Listed entries:
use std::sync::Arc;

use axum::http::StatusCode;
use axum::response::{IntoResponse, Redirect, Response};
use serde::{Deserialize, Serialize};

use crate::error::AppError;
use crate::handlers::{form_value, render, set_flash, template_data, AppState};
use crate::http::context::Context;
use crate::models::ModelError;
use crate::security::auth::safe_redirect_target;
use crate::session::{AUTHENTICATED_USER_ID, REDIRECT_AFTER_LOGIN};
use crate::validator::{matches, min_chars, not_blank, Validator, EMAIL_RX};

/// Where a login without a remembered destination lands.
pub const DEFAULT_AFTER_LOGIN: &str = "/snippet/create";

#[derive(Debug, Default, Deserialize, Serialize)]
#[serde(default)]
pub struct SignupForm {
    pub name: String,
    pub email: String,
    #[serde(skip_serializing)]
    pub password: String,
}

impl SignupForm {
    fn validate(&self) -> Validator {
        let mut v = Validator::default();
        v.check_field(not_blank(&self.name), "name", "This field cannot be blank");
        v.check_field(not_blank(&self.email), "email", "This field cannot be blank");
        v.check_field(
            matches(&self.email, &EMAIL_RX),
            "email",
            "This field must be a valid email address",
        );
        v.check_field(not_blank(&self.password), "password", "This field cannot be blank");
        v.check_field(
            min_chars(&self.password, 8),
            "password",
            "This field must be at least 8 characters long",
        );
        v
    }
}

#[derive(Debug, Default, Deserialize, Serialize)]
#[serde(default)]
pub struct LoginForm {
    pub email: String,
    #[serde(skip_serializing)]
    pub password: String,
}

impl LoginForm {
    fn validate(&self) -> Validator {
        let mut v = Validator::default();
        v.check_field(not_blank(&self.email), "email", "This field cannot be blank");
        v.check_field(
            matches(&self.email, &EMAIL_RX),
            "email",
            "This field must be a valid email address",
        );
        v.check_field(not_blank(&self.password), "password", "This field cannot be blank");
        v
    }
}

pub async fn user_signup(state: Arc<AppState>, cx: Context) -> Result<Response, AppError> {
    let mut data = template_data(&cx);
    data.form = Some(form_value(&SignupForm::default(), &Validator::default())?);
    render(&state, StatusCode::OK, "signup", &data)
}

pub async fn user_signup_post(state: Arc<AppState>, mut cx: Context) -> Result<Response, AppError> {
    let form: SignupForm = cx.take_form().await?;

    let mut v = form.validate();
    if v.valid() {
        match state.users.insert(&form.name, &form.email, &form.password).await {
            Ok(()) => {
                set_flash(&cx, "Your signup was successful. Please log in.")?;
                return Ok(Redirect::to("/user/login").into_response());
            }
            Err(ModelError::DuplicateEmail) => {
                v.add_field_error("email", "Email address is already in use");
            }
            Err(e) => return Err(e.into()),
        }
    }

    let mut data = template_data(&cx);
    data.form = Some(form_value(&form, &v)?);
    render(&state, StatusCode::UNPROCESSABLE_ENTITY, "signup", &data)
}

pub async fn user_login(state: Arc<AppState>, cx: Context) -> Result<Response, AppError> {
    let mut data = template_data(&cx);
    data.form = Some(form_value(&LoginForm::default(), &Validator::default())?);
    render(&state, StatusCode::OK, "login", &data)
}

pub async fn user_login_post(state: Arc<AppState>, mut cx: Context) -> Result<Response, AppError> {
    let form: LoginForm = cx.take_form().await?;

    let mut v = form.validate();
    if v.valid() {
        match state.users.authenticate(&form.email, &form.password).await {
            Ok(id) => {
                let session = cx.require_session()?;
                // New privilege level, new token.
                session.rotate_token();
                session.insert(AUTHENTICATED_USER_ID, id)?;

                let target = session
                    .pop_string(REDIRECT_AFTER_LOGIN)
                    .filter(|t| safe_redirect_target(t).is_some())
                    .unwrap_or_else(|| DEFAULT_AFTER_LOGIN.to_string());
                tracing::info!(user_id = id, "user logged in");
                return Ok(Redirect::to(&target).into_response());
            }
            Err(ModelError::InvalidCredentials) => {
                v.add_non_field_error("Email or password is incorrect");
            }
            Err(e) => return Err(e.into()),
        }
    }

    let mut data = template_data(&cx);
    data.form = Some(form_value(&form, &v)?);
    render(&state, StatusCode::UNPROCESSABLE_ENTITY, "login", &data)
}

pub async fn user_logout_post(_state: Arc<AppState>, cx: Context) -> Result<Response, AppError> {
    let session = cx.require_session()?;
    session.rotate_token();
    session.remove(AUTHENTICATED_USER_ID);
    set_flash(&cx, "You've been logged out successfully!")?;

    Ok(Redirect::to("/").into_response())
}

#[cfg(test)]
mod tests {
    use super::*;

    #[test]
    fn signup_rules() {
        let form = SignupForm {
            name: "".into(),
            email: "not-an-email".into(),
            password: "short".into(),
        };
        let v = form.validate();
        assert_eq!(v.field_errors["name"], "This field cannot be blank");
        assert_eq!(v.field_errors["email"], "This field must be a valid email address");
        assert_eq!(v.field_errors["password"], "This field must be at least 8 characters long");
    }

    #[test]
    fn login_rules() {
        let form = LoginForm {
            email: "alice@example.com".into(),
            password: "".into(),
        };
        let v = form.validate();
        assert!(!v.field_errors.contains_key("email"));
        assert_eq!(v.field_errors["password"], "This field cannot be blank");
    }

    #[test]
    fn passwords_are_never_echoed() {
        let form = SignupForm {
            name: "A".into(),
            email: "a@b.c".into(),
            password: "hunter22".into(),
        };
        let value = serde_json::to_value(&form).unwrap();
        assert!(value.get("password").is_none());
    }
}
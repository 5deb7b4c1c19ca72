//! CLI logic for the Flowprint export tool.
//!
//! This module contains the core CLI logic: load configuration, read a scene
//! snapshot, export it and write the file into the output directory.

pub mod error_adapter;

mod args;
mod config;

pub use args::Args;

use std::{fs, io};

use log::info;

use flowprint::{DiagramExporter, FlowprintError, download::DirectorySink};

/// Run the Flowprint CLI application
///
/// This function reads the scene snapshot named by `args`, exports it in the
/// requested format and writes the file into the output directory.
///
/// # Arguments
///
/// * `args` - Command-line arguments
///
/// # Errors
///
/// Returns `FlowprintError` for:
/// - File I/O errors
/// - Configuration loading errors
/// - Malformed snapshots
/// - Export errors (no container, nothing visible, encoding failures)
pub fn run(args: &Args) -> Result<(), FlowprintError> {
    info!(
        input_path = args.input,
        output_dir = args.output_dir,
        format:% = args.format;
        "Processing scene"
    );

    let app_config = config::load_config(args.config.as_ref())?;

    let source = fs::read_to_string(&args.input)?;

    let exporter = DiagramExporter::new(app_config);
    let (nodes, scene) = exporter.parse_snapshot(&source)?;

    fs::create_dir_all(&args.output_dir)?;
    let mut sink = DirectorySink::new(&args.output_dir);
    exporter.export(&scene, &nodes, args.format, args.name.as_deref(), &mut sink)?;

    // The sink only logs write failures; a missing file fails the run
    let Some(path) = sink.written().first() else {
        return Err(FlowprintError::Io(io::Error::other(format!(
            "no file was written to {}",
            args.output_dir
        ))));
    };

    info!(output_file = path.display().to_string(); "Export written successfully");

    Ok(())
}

How to complete this task:
Exact reproduction of the lines from the top of the material through the line where "pub const DEFAULT_AFTER_LOGIN: &str" appears is required, both boundary lines included, with no other output.

Answer to this problem:
use std::sync::Arc;

use axum::http::StatusCode;
use axum::response::{IntoResponse, Redirect, Response};
use serde::{Deserialize, Serialize};

use crate::error::AppError;
use crate::handlers::{form_value, render, set_flash, template_data, AppState};
use crate::http::context::Context;
use crate::models::ModelError;
use crate::security::auth::safe_redirect_target;
use crate::session::{AUTHENTICATED_USER_ID, REDIRECT_AFTER_LOGIN};
use crate::validator::{matches, min_chars, not_blank, Validator, EMAIL_RX};

/// Where a login without a remembered destination lands.
pub const DEFAULT_AFTER_LOGIN: &str = "/snippet/create";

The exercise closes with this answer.